Saved entries:

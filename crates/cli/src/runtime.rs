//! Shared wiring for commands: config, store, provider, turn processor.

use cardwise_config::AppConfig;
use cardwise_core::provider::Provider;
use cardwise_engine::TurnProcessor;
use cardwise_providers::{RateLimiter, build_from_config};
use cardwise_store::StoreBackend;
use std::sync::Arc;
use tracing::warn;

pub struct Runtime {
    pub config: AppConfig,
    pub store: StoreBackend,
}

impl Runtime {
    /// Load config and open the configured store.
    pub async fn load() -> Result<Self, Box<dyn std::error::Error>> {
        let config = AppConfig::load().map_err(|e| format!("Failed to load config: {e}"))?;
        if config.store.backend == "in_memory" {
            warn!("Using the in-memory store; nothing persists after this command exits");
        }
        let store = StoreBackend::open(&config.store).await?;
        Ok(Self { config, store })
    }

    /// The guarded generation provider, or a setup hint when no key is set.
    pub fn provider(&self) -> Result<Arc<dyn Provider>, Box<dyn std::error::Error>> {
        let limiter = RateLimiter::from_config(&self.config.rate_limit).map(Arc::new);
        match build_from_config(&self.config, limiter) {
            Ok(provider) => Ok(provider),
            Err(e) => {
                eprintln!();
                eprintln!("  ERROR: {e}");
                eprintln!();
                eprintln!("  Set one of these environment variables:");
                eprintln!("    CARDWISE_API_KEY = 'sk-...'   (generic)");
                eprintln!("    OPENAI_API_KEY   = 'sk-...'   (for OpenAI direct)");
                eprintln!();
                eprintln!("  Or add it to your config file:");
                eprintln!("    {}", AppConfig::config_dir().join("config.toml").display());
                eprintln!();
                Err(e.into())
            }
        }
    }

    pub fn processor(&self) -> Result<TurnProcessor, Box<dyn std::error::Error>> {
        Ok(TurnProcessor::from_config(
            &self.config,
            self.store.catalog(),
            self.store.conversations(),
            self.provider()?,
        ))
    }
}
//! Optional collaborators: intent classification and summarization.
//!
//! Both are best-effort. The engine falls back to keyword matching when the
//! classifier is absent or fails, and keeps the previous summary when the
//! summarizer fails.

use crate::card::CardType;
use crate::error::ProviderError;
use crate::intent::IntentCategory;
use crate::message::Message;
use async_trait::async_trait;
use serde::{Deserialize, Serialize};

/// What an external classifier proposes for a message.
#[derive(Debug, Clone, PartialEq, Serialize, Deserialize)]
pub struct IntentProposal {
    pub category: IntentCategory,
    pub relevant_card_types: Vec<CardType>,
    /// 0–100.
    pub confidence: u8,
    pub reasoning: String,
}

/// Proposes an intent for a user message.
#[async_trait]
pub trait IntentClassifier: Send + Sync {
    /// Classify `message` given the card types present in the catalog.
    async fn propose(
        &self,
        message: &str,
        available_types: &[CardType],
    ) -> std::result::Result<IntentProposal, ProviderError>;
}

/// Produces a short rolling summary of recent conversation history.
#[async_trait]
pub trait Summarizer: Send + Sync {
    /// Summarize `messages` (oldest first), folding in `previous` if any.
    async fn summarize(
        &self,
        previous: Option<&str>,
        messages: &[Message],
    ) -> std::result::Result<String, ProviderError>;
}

DIRECTIONS: Restate all of the data above. Match it word for word.

TASK RESULT:
filename crates/cli/src/runtime.rs
//! Shared wiring for commands: config, store, provider, turn processor.

use cardwise_config::AppConfig;
use cardwise_core::provider::Provider;
use cardwise_engine::TurnProcessor;
use cardwise_providers::{RateLimiter, build_from_config};
use cardwise_store::StoreBackend;
use std::sync::Arc;
use tracing::warn;

pub struct Runtime {
    pub config: AppConfig,
    pub store: StoreBackend,
}

impl Runtime {
    /// Load config and open the configured store.
    pub async fn load() -> Result<Self, Box<dyn std::error::Error>> {
        let config = AppConfig::load().map_err(|e| format!("Failed to load config: {e}"))?;
        if config.store.backend == "in_memory" {
            warn!("Using the in-memory store; nothing persists after this command exits");
        }
        let store = StoreBackend::open(&config.store).await?;
        Ok(Self { config, store })
    }

    /// The guarded generation provider, or a setup hint when no key is set.
    pub fn provider(&self) -> Result<Arc<dyn Provider>, Box<dyn std::error::Error>> {
        let limiter = RateLimiter::from_config(&self.config.rate_limit).map(Arc::new);
        match build_from_config(&self.config, limiter) {
            Ok(provider) => Ok(provider),
            Err(e) => {
                eprintln!();
                eprintln!("  ERROR: {e}");
                eprintln!();
                eprintln!("  Set one of these environment variables:");
                eprintln!("    CARDWISE_API_KEY = 'sk-...'   (generic)");
                eprintln!("    OPENAI_API_KEY   = 'sk-...'   (for OpenAI direct)");
                eprintln!();
                eprintln!("  Or add it to your config file:");
                eprintln!("    {}", AppConfig::config_dir().join("config.toml").display());
                eprintln!();
                Err(e.into())
            }
        }
    }

    pub fn processor(&self) -> Result<TurnProcessor, Box<dyn std::error::Error>> {
        Ok(TurnProcessor::from_config(
            &self.config,
            self.store.catalog(),
            self.store.conversations(),
            self.provider()?,
        ))
    }
}
//! Optional collaborators: intent classification and summarization.
//!
//! Both are best-effort. The engine falls back to keyword matching when the
//! classifier is absent or fails, and keeps the previous summary when the
//! summarizer fails.

use crate::card::CardType;
use crate::error::ProviderError;
use crate::intent::IntentCategory;
use crate::message::Message;
use async_trait::async_trait;
use serde::{Deserialize, Serialize};

/// What an external classifier proposes for a message.
#[derive(Debug, Clone, PartialEq, Serialize, Deserialize)]
pub struct IntentProposal {
    pub category: IntentCategory,
    pub relevant_card_types: Vec<CardType>,
    /// 0–100.
    pub confidence: u8,
    pub reasoning: String,
}

/// Proposes an intent for a user message.
#[async_trait]
pub trait IntentClassifier: Send + Sync {
    /// Classify `message` given the card types present in the catalog.
    async fn propose(
        &self,
        message: &str,
        available_types: &[CardType],
    ) -> std::result::Result<IntentProposal, ProviderError>;
}

/// Produces a short rolling summary of recent conversation history.
#[async_trait]
pub trait Summarizer: Send + Sync {
    /// Summarize `messages` (oldest first), folding in `previous` if any.
    async fn summarize(
        &self,
        previous: Option<&str>,
        messages: &[Message],
    ) -> std::result::Result<String, ProviderError>;
}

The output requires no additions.